--- Exercise directions ---
A single figure is the whole answer: the number of lines in the records that contain "Motorcycles".

Stored entries:

:::

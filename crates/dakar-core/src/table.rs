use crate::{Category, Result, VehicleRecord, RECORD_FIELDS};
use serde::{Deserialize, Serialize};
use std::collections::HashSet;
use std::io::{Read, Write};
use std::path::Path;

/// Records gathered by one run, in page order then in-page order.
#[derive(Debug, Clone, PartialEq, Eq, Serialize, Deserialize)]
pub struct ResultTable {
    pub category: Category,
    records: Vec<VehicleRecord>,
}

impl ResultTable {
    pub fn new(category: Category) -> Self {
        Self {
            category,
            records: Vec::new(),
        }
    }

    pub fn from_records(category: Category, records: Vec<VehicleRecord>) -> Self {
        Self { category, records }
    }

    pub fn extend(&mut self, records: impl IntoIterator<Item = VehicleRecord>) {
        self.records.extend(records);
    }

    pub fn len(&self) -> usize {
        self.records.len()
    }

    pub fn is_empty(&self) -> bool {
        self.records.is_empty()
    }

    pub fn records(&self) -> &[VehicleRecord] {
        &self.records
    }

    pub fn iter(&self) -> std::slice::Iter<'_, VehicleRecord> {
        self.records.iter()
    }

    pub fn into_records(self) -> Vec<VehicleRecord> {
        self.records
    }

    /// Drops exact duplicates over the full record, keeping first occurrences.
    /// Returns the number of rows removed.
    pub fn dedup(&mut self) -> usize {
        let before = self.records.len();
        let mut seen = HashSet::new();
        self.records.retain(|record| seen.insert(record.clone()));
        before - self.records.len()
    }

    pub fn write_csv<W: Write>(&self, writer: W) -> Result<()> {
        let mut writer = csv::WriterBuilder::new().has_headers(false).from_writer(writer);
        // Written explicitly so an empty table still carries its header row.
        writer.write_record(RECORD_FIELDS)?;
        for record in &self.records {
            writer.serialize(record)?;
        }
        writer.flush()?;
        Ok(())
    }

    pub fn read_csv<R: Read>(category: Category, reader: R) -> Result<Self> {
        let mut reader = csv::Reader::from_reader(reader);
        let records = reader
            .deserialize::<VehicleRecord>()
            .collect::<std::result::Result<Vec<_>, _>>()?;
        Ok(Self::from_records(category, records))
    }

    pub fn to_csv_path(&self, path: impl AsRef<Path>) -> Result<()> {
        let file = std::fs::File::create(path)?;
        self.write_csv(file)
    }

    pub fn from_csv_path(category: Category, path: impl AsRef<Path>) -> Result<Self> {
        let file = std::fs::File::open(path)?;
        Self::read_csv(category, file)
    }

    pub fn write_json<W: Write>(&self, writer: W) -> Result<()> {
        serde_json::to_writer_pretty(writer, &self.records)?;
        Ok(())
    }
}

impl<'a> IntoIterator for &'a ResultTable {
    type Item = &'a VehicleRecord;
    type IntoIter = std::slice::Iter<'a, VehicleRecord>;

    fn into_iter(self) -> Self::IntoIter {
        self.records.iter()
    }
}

:::

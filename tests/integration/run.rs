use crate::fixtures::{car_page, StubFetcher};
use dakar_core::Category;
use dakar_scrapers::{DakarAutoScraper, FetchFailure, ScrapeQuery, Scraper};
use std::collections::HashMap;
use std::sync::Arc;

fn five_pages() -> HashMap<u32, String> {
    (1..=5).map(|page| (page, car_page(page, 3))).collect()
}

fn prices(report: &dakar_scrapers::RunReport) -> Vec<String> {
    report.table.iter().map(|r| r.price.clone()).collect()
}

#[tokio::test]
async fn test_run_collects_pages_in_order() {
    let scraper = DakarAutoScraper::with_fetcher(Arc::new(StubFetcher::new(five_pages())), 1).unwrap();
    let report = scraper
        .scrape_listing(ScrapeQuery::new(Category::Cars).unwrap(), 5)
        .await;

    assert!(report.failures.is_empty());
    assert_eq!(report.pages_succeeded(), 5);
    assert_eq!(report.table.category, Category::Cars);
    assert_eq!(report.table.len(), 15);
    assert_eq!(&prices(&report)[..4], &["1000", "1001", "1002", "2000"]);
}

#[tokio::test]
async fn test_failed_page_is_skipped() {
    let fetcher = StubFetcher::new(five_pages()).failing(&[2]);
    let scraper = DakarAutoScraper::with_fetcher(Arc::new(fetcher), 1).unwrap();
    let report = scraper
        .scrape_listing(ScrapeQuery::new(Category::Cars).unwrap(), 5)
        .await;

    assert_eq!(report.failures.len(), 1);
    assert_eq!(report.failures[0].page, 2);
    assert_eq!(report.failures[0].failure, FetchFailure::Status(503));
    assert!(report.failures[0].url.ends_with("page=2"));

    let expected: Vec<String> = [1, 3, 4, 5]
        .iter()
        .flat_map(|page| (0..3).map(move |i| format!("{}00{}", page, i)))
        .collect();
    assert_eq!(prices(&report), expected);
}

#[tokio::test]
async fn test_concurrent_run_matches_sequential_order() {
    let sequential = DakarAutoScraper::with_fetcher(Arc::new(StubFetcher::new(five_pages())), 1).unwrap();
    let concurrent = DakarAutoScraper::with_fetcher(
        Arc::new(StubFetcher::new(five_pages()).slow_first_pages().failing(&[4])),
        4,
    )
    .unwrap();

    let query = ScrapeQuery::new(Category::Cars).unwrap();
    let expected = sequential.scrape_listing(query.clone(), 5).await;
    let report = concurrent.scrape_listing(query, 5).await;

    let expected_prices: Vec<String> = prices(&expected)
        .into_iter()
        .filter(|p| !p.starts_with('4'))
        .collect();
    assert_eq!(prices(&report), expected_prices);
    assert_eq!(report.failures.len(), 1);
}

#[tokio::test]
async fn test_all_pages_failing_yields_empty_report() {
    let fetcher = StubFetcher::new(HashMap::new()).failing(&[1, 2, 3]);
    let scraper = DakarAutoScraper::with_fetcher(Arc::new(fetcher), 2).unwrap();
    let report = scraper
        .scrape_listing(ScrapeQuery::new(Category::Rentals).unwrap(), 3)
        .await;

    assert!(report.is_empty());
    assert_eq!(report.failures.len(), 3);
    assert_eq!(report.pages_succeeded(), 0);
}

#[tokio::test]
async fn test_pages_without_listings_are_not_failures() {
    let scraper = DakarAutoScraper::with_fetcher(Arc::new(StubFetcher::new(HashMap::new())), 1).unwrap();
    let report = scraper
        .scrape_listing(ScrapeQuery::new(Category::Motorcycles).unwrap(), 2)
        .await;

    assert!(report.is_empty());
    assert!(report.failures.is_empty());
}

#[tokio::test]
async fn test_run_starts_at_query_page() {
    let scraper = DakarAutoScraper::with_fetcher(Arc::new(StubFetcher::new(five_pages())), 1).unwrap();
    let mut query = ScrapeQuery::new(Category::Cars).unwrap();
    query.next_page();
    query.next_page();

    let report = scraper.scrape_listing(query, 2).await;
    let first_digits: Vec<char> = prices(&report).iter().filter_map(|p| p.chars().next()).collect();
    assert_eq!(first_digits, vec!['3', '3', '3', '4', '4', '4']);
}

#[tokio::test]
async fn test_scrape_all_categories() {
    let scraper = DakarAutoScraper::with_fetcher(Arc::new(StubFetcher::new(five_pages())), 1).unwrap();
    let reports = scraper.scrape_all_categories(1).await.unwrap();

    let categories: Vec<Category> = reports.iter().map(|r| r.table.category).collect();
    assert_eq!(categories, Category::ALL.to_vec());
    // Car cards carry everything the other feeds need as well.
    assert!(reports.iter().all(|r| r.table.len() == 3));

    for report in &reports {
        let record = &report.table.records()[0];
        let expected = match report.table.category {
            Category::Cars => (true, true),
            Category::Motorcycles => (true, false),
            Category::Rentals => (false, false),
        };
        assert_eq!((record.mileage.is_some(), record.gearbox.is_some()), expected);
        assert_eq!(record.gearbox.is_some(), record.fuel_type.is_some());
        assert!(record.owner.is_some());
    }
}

:::

--- Output below ---
2